[Start of Attachment]

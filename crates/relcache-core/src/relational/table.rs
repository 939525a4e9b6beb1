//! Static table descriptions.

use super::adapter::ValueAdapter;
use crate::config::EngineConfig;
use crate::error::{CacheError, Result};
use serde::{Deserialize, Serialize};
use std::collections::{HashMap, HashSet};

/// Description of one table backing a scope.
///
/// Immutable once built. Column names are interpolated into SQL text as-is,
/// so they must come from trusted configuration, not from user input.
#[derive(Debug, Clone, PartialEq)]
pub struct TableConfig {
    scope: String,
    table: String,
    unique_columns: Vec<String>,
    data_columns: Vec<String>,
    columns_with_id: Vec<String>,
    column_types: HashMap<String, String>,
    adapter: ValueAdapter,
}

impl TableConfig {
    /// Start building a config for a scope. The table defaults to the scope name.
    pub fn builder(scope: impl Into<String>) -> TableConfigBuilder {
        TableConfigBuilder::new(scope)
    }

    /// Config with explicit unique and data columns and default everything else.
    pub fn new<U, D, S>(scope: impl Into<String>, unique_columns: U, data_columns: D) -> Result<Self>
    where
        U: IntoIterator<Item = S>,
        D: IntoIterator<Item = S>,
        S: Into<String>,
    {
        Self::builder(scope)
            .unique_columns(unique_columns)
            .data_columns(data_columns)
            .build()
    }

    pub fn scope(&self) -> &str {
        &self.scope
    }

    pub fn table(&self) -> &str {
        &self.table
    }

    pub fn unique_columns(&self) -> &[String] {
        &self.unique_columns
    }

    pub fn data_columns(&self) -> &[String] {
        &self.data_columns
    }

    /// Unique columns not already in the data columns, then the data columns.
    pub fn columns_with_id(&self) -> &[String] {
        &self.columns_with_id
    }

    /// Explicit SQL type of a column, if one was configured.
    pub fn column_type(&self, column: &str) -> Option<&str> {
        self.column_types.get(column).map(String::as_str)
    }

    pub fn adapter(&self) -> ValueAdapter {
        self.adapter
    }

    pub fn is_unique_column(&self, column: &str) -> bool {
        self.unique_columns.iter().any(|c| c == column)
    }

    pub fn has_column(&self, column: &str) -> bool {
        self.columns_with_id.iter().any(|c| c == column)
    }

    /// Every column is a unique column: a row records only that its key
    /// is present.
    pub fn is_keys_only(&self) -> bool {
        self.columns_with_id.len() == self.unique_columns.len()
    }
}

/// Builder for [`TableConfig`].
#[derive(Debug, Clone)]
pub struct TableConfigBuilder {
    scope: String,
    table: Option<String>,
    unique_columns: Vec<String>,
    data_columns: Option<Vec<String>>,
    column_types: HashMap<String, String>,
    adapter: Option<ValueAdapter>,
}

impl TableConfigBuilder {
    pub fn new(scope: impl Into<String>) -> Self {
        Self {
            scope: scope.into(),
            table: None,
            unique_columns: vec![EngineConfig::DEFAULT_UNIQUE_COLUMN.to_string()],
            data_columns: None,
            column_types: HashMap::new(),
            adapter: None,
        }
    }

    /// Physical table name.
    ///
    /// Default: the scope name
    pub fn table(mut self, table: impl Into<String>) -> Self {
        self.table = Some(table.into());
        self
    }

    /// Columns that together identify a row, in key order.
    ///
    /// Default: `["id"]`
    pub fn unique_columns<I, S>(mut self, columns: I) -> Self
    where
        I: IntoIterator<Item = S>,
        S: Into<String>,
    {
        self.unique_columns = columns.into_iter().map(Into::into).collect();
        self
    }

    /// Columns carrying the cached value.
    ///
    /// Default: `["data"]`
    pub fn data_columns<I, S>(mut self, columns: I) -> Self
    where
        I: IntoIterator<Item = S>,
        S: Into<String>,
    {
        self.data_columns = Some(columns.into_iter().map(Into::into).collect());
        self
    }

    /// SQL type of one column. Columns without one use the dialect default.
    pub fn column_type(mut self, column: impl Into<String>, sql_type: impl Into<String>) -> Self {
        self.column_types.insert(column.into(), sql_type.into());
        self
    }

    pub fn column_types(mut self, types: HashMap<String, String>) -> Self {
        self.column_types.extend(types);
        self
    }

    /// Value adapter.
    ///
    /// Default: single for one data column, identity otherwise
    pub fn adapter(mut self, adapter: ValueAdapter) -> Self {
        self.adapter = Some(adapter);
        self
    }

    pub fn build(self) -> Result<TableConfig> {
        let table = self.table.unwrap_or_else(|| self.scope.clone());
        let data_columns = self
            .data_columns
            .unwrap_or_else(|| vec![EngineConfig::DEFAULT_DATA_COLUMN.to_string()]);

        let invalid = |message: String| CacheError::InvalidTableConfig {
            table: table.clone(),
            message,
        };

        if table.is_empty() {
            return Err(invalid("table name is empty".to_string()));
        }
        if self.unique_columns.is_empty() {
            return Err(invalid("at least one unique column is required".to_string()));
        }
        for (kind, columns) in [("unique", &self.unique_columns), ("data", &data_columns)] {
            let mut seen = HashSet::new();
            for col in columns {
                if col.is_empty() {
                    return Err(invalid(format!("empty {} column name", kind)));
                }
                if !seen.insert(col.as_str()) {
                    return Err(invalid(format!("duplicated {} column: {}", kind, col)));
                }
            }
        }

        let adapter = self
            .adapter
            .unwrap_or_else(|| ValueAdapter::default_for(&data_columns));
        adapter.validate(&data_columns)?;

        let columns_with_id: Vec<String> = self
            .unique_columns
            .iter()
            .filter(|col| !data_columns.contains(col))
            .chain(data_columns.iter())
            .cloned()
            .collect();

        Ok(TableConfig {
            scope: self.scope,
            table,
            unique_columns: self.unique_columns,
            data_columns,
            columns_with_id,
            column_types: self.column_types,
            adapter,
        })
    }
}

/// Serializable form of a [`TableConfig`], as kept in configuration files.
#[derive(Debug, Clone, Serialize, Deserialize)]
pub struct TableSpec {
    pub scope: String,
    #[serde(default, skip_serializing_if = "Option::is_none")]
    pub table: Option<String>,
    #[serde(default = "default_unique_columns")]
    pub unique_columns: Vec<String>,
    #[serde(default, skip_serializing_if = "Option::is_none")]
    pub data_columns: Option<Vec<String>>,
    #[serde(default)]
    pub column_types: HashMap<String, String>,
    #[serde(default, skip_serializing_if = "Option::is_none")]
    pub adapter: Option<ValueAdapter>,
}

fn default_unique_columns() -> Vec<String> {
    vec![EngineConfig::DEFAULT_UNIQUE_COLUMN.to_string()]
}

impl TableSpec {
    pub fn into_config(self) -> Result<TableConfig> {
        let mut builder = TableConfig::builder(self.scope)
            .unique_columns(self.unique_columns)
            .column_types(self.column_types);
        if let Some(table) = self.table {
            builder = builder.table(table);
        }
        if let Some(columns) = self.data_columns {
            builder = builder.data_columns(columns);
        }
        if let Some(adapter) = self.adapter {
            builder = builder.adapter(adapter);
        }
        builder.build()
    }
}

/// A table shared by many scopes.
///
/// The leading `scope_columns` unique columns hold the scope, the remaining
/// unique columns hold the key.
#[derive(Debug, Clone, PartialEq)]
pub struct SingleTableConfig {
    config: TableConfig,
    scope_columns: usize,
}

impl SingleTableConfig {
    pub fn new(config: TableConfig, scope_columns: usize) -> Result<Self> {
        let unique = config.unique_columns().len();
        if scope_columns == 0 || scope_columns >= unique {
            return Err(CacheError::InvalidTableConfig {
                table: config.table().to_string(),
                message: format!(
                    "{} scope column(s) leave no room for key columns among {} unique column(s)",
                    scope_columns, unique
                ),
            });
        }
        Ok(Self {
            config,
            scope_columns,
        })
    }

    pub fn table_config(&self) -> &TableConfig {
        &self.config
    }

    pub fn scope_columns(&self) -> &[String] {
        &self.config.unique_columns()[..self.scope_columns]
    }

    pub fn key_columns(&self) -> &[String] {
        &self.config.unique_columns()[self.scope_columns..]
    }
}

[End of Attachment]

**EXERCISE OBJECTIVE**: Locate the line that contains "scope column(s) leave", then please quote it and every line after it to the end of the entries above, exactly and with nothing else.

**TASK SOLUTION**:
                    "{} scope column(s) leave no room for key columns among {} unique column(s)",
                    scope_columns, unique
                ),
            });
        }
        Ok(Self {
            config,
            scope_columns,
        })
    }

    pub fn table_config(&self) -> &TableConfig {
        &self.config
    }

    pub fn scope_columns(&self) -> &[String] {
        &self.config.unique_columns()[..self.scope_columns]
    }

    pub fn key_columns(&self) -> &[String] {
        &self.config.unique_columns()[self.scope_columns..]
    }
}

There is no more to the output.